**BRIEF:** Copy out all lines of the listing below that hold "kind".

**** PROVIDED DATA

//! The `options` command.
//!
//! Prints what a datetime field built from the loaded settings would use:
//! the underlying field's format and the options sent to the widget.
//!
//! ```text
//! $ datetimepicker options --set format=dd.mm.yyyy --set autoclose=true --language de
//! {
//!   "fieldFormat": "dd.MM.y",
//!   "pickerOptions": { "autoclose": true, "format": "dd.mm.yyyy", ... }
//! }
//! ```

use std::io::Write;

use datetimepicker_core::{i18n, PickerError, PickerResult, Settings};
use datetimepicker_forms::{DatetimeType, PickerOptions};
use serde_json::{json, Value};

use crate::command::ManagementCommand;

/// Prints the resolved field format and picker options.
pub struct OptionsCommand;

/// Parses a `key=value` pair. Values that parse as JSON keep their type;
/// anything else is a string.
fn parse_assignment(raw: &str) -> PickerResult<(String, Value)> {
    let (key, value) = raw.split_once('=').ok_or_else(|| {
        PickerError::invalid_option(raw, "expected KEY=VALUE")
    })?;
    if key.is_empty() {
        return Err(PickerError::invalid_option(raw, "empty option name"));
    }
    let value = serde_json::from_str(value).unwrap_or_else(|_| Value::String(value.to_string()));
    Ok((key.to_string(), value))
}

impl ManagementCommand for OptionsCommand {
    fn name(&self) -> &'static str {
        "options"
    }

    fn help(&self) -> &'static str {
        "Show the field format and widget options for a datetime field"
    }

    fn add_arguments(&self, cmd: clap::Command) -> clap::Command {
        cmd.arg(
            clap::Arg::new("set")
                .long("set")
                .short('s')
                .value_name("KEY=VALUE")
                .action(clap::ArgAction::Append)
                .help("Set a field-level picker option"),
        )
        .arg(
            clap::Arg::new("language")
                .long("language")
                .help("Language active while resolving options"),
        )
    }

    fn handle(
        &self,
        matches: &clap::ArgMatches,
        settings: &Settings,
        out: &mut dyn Write,
    ) -> PickerResult<()> {
        let mut field_options = PickerOptions::new();
        for raw in matches.get_many::<String>("set").into_iter().flatten() {
            let (key, value) = parse_assignment(raw)?;
            field_options.insert(key, value);
        }

        let field_type = DatetimeType::from_settings(&settings.picker);
        let resolve = || {
            let view = field_type.build_view_vars(&field_options);
            json!({
                "fieldFormat": field_type.field_format(&field_options),
                "pickerOptions": view.picker_options(),
            })
        };
        let resolved = match matches.get_one::<String>("language") {
            Some(language) => i18n::with_language(language, resolve),
            None => resolve(),
        };

        tracing::debug!(options = field_options.len(), "resolved picker options");
        writeln!(out, "{}", serde_json::to_string_pretty(&resolved)?)?;
        Ok(())
    }
}

#[cfg(test)]
mod tests {
    use super::*;

    fn run(args: &[&str], settings: &Settings) -> PickerResult<Value> {
        let cmd = OptionsCommand;
        let matches = cmd
            .add_arguments(clap::Command::new("options"))
            .try_get_matches_from(args)
            .unwrap();
        let mut out = Vec::new();
        cmd.handle(&matches, settings, &mut out)?;
        Ok(serde_json::from_slice(&out).unwrap())
    }

    #[test]
    fn test_parse_assignment() {
        assert_eq!(
            parse_assignment("autoclose=true").unwrap(),
            ("autoclose".to_string(), Value::Bool(true))
        );
        assert_eq!(
            parse_assignment("format=dd/mm/yyyy").unwrap(),
            ("format".to_string(), Value::from("dd/mm/yyyy"))
        );
        assert_eq!(parse_assignment("minuteStep=5").unwrap().1, Value::from(5));
        assert!(parse_assignment("novalue").is_err());
        assert!(parse_assignment("=x").is_err());
    }

    #[test]
    fn test_options_defaults() {
        let resolved = run(&["options", "--language", "en"], &Settings::default()).unwrap();
        assert_eq!(resolved["fieldFormat"], "MM/dd/y hh:mm");
        assert_eq!(resolved["pickerOptions"]["format"], "mm/dd/yyyy HH:ii");
        assert!(resolved["pickerOptions"].get("language").is_none());
    }

    #[test]
    fn test_options_with_assignments_and_language() {
        let resolved = run(
            &["options", "-s", "format=dd.mm.yyyy", "-s", "todayBtn=true", "--language", "de"],
            &Settings::default(),
        )
        .unwrap();
        assert_eq!(resolved["fieldFormat"], "dd.MM.y");
        assert_eq!(resolved["pickerOptions"]["language"], "de");
        assert_eq!(resolved["pickerOptions"]["todayBtn"], true);
    }

    #[test]
    fn test_options_server_formatter() {
        let mut settings = Settings::default();
        settings.picker.formatter = "php".to_string();
        let resolved = run(&["options", "-s", "format=dd/MM/y", "-s", "language=fr"], &settings)
            .unwrap();
        assert_eq!(resolved["fieldFormat"], "dd/MM/y");
        assert_eq!(resolved["pickerOptions"]["format"], "dd/mm/yyyy");
    }

    #[test]
    fn test_options_bad_assignment() {
        let err = run(&["options", "--set", "oops"], &Settings::default()).unwrap_err();
        assert!(matches!(err, PickerError::InvalidOption { .. }));
    }
}
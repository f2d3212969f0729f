//! End-to-end tests driving the command registry the way the binary does.

use datetimepicker_cli::command::CommandRegistry;
use datetimepicker_cli::commands::register_builtin_commands;
use datetimepicker_core::{settings_loader, PickerResult, Settings};

fn run(args: &[&str], settings: &Settings) -> (PickerResult<()>, String) {
    let mut registry = CommandRegistry::new();
    register_builtin_commands(&mut registry);
    let matches = registry
        .build_cli()
        .try_get_matches_from(args)
        .unwrap();
    let mut out = Vec::new();
    let result = registry.execute(&matches, settings, &mut out);
    (result, String::from_utf8(out).unwrap())
}

#[test]
fn test_translate_round_trip_through_cli() {
    let settings = Settings::default();
    let (result, icu) = run(&["datetimepicker", "translate", "dd/mm/yyyy hh:ii"], &settings);
    result.unwrap();
    assert_eq!(icu, "dd/MM/y HH:mm\n");

    let (result, picker) = run(
        &["datetimepicker", "translate", "--to", "picker", icu.trim_end()],
        &settings,
    );
    result.unwrap();
    assert_eq!(picker, "dd/mm/yyyy hh:ii\n");
}

#[test]
fn test_options_from_settings_file() {
    let dir = tempfile::tempdir().unwrap();
    let path = dir.path().join("picker.toml");
    std::fs::write(
        &path,
        "[picker]\nformatter = \"php\"\nformat = \"d MMM y\"\nlanguage = \"fr\"\n",
    )
    .unwrap();
    let settings = settings_loader::from_toml_file(&path).unwrap();

    let (result, printed) = run(&["datetimepicker", "options"], &settings);
    result.unwrap();
    let resolved: serde_json::Value = serde_json::from_str(&printed).unwrap();
    assert_eq!(resolved["fieldFormat"], "d MMM y");
    assert_eq!(resolved["pickerOptions"]["format"], "d M yyyy");
    assert_eq!(resolved["pickerOptions"]["language"], "fr");
}

#[test]
fn test_check_reports_bad_formatter() {
    let settings = settings_loader::from_json_str(r#"{"picker": {"formatter": "rb"}}"#).unwrap();
    let (result, printed) = run(&["datetimepicker", "check"], &settings);
    assert_eq!(result.unwrap_err().exit_code(), 78);
    assert!(printed.contains("picker.E001"));
}

#[test]
fn test_unknown_subcommand_is_rejected_by_parser() {
    let mut registry = CommandRegistry::new();
    register_builtin_commands(&mut registry);
    assert!(registry
        .build_cli()
        .try_get_matches_from(["datetimepicker", "runserver"])
        .is_err());
}
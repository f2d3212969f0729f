//! Settings loading from configuration files.
//!
//! This module provides functions to load [`Settings`] from TOML files, JSON
//! files, and to apply environment variable overrides.
//!
//! ## Loading Order
//!
//! 1. Start with default settings.
//! 2. Load from a TOML or JSON file (overriding defaults).
//! 3. Apply environment variable overrides (highest priority).
//!
//! ## Environment Variable Mapping
//!
//! | Env Var | Setting |
//! |---|---|
//! | `DATETIMEPICKER_DEBUG` | `debug` |
//! | `DATETIMEPICKER_LOG_LEVEL` | `log_level` |
//! | `DATETIMEPICKER_LANGUAGE_CODE` | `language_code` |
//! | `DATETIMEPICKER_FORMATTER` | `picker.formatter` |
//! | `DATETIMEPICKER_FORMAT` | `picker.format` |
//! | `DATETIMEPICKER_LANGUAGE` | `picker.language` |
//!
//! ## Examples
//!
//! ```rust,no_run
//! use datetimepicker_core::settings_loader;
//!
//! let settings = settings_loader::from_toml_file("config/picker.toml").unwrap();
//! let settings = settings_loader::from_path_with_env("config/picker.json").unwrap();
//! ```

use std::path::Path;

use crate::error::PickerError;
use crate::settings::Settings;

/// Loads settings from a TOML string.
///
/// Any fields not present in the TOML keep their default values.
///
/// # Errors
///
/// Returns an error if the TOML is malformed or cannot be deserialized.
pub fn from_toml_str(toml_str: &str) -> Result<Settings, PickerError> {
    let toml_value: toml::Value = toml::from_str(toml_str)
        .map_err(|e| PickerError::ConfigurationError(format!("Failed to parse TOML: {e}")))?;

    merge_over_defaults(toml_to_json(toml_value), "TOML")
}

/// Loads settings from a TOML file.
///
/// # Errors
///
/// Returns an error if the file cannot be read or the TOML is malformed.
pub fn from_toml_file(path: impl AsRef<Path>) -> Result<Settings, PickerError> {
    from_toml_str(&read_config(path.as_ref(), "TOML")?)
}

/// Loads settings from a JSON string.
///
/// # Errors
///
/// Returns an error if the JSON is malformed or cannot be deserialized.
pub fn from_json_str(json_str: &str) -> Result<Settings, PickerError> {
    let json_value: serde_json::Value = serde_json::from_str(json_str)
        .map_err(|e| PickerError::ConfigurationError(format!("Failed to parse JSON: {e}")))?;

    merge_over_defaults(json_value, "JSON")
}

/// Loads settings from a JSON file.
///
/// # Errors
///
/// Returns an error if the file cannot be read or the JSON is malformed.
pub fn from_json_file(path: impl AsRef<Path>) -> Result<Settings, PickerError> {
    from_json_str(&read_config(path.as_ref(), "JSON")?)
}

/// Loads settings from a file, picking the format from its extension, and
/// then applies environment variable overrides.
///
/// Files ending in `.json` are read as JSON; everything else as TOML.
///
/// # Errors
///
/// Returns an error if the file cannot be read or parsed.
pub fn from_path_with_env(path: impl AsRef<Path>) -> Result<Settings, PickerError> {
    let path = path.as_ref();
    let is_json = path
        .extension()
        .is_some_and(|ext| ext.eq_ignore_ascii_case("json"));
    let mut settings = if is_json {
        from_json_file(path)?
    } else {
        from_toml_file(path)?
    };
    apply_env_overrides(&mut settings);
    Ok(settings)
}

/// Loads settings from just environment variables (starting from defaults).
pub fn from_env() -> Settings {
    let mut settings = Settings::default();
    apply_env_overrides(&mut settings);
    settings
}

/// Applies environment variable overrides to a settings struct.
///
/// See the module documentation for the supported variables. `DEBUG`
/// accepts "true"/"1"/"yes" as true; anything else is false. An empty
/// `FORMAT` or `LANGUAGE` clears the setting.
pub fn apply_env_overrides(settings: &mut Settings) {
    if let Ok(val) = std::env::var("DATETIMEPICKER_DEBUG") {
        settings.debug = matches!(val.to_lowercase().as_str(), "true" | "1" | "yes");
    }

    if let Ok(val) = std::env::var("DATETIMEPICKER_LOG_LEVEL") {
        settings.log_level = val;
    }

    if let Ok(val) = std::env::var("DATETIMEPICKER_LANGUAGE_CODE") {
        settings.language_code = val;
    }

    if let Ok(val) = std::env::var("DATETIMEPICKER_FORMATTER") {
        settings.picker.formatter = val;
    }

    if let Ok(val) = std::env::var("DATETIMEPICKER_FORMAT") {
        settings.picker.format = non_empty(val);
    }

    if let Ok(val) = std::env::var("DATETIMEPICKER_LANGUAGE") {
        settings.picker.language = non_empty(val);
    }
}

// ============================================================
// Helpers
// ============================================================

fn non_empty(val: String) -> Option<String> {
    if val.is_empty() {
        None
    } else {
        Some(val)
    }
}

fn read_config(path: &Path, kind: &str) -> Result<String, PickerError> {
    std::fs::read_to_string(path).map_err(|e| {
        PickerError::ConfigurationError(format!(
            "Failed to read {kind} file '{}': {e}",
            path.display()
        ))
    })
}

/// Deep-merges a parsed configuration document over the default settings.
fn merge_over_defaults(value: serde_json::Value, kind: &str) -> Result<Settings, PickerError> {
    let default_json = serde_json::to_value(Settings::default()).map_err(|e| {
        PickerError::ConfigurationError(format!("Failed to serialize default settings: {e}"))
    })?;

    let merged = merge_json(default_json, value);
    serde_json::from_value(merged).map_err(|e| {
        PickerError::ConfigurationError(format!("Failed to deserialize settings from {kind}: {e}"))
    })
}

/// Converts a TOML value to a `serde_json::Value`.
fn toml_to_json(value: toml::Value) -> serde_json::Value {
    match value {
        toml::Value::String(s) => serde_json::Value::String(s),
        toml::Value::Integer(i) => serde_json::json!(i),
        toml::Value::Float(f) => serde_json::json!(f),
        toml::Value::Boolean(b) => serde_json::Value::Bool(b),
        toml::Value::Datetime(dt) => serde_json::Value::String(dt.to_string()),
        toml::Value::Array(arr) => {
            serde_json::Value::Array(arr.into_iter().map(toml_to_json).collect())
        }
        toml::Value::Table(table) => {
            let map: serde_json::Map<String, serde_json::Value> = table
                .into_iter()
                .map(|(k, v)| (k, toml_to_json(v)))
                .collect();
            serde_json::Value::Object(map)
        }
    }
}

/// Deep-merges two JSON values. The `override_val` takes precedence.
fn merge_json(base: serde_json::Value, override_val: serde_json::Value) -> serde_json::Value {
    match (base, override_val) {
        (serde_json::Value::Object(mut base_map), serde_json::Value::Object(override_map)) => {
            for (key, override_v) in override_map {
                let merged = if let Some(base_v) = base_map.remove(&key) {
                    merge_json(base_v, override_v)
                } else {
                    override_v
                };
                base_map.insert(key, merged);
            }
            serde_json::Value::Object(base_map)
        }
        (_, override_val) => override_val,
    }
}
//! # datetimepicker-core
//!
//! Core types, settings, and error types shared by the datetimepicker-rs crates.
//! This crate has no dependency on the other workspace crates.
//!
//! ## Modules
//!
//! - [`error`] - Error types and result aliases
//! - [`settings`] - Picker settings and global configuration
//! - [`settings_loader`] - Loading settings from TOML, JSON, and the environment
//! - [`i18n`] - Per-thread active language
//! - [`logging`] - Tracing-based logging integration

pub mod error;
pub mod i18n;
pub mod logging;
pub mod settings;
pub mod settings_loader;

// Re-export the most commonly used types at the crate root.
pub use error::{PickerError, PickerResult};
pub use settings::{PickerSettings, Settings, SETTINGS};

********

**ANSWER TO THE EXERCISE:**
fn read_config(path: &Path, kind: &str) -> Result<String, PickerError> {
            "Failed to read {kind} file '{}': {e}",
fn merge_over_defaults(value: serde_json::Value, kind: &str) -> Result<Settings, PickerError> {
        PickerError::ConfigurationError(format!("Failed to deserialize settings from {kind}: {e}"))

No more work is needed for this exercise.